MARK BOWLER SEES A NEW INVENTION ADD AN EXTRA DIMENSION - LIFELIKE ACTION - TO BAITFISH PATTERNS
Inevitably, the innovative master-mind of Marc Petitjean was behind the concept, and his resultant demonstration - conducted during the final moments of the Fly Fair with the aid of a five-foot water trough - had APGAI luminary Gary Coxon and I actually fighting over the two samples that Marc had left.
Imagine a clear, flexible-plastic thimble moulded with a protruding point on the end - this protrusion is used to bind the device onto the fly at the eye before the rest of the fly is tied. The fly is then dressed - baitfish with long, flowing mobile wings for best effect - and afterwards the 'thimble' can be flipped back on itself to produce a moulded fly-head. No more messing around with epoxy, silicone and flexible cements, this head is produced with a flick of a finger, and allows eyes and colour to show through. It's neat, it's quick, it's clean, but that isn't the clever bit.
When retrieved, flies with moulded heads of silcone, epoxy, or indeed this plastic cup, possess an undulating action which predatory fish sometimes find irresistible, especially with a pull-pause retrieve. All well and good. However, if you flip the plastic cup forwards so it now envelopes the eye of the hook, just like a plastic veterinary Elizabethan collar goes round a dog's head, you are now in possesion of a very different animal. Having already attached a length of nylon to the hook's eye before flipping the cup forwards, Marc proceeded to cast and retrieve this fly through his water tank. It's consequent sinuous, swimming action was an eye-opener. The fly quivered, wiggled and pulsed rhythmically through the water reciprocating the exact swimming movements of a small fish. Astonishing.

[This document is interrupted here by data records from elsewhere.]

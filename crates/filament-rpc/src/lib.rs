//! # filament-rpc: node access for Filament accounts.
//!
//! Sends value and reads balances through a Lotus-compatible JSON-RPC node,
//! and tracks submitted messages until they are executed on chain.
//!
//! # Modules
//!
//! - [`error`]: `RpcError` enum
//! - [`config`]: `RpcConfig` and `WaitOptions`
//! - [`types`]: actor state, receipts and Lotus JSON shapes
//! - [`node`]: the `NodeRpc` trait
//! - [`lotus`]: `LotusClient`, the JSON-RPC implementation
//! - [`nonce`]: per-sender nonce serialization
//! - [`state`]: message lifecycle state machine
//! - [`submitter`]: `wait_msg_state`
//! - [`account`]: `Account::send` and `Account::get_balance`

pub mod account;
pub mod config;
pub mod error;
pub mod lotus;
pub mod node;
pub mod nonce;
pub mod state;
pub mod submitter;
pub mod types;

// Re-exports for convenient access
pub use account::Account;
pub use config::{RpcConfig, WaitOptions};
pub use error::RpcError;
pub use lotus::LotusClient;
pub use node::NodeRpc;
pub use nonce::NonceTracker;
pub use state::{MessageState, TrackedMessage};
pub use submitter::{wait_msg_state, wait_tracked};
pub use types::{ActorState, MsgLookup, Receipt};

As soon as I saw it I was thinking: trout and fry patterns; Damsel Nymphs. I caught Gary Coxon's eye. He looked enthralled, excited, determined and somewhat furtive.
"Imagine using it for pike!" I exclaimed.
"I'm thinking of bass", he replied, and then he suddenly snatched one of my samples and ran off laughing hysterically into the home-going throng. Such is the way of the desperate fly fisher on discovering a major step to perfect baitfish imitation.
The simple plastic device (centre) added to the front of a Fry pattern means either a clear, shaped head can be produced or when the cup is flicked forwards, (bottom right), it imparts a realistic swimming action to the fly.In my time as editor of this magazine, I have seen various attempts to add the third dimension - action - to flies. Clipped deer-hair and siliconed diving vanes; plastic lips on wiggling Damsel Nymphs; and Roman Moser's addition of a sequin to the front of his Quiver series of flies have all been tried, but none match the simplicity and effectiveness of the idea I saw demonstrated at this year's British Fly Fair.
Magic Heads are available in three sizes from Lakeland Fly Tying, Crystal River and Farlows. A pack of six costs £2.95.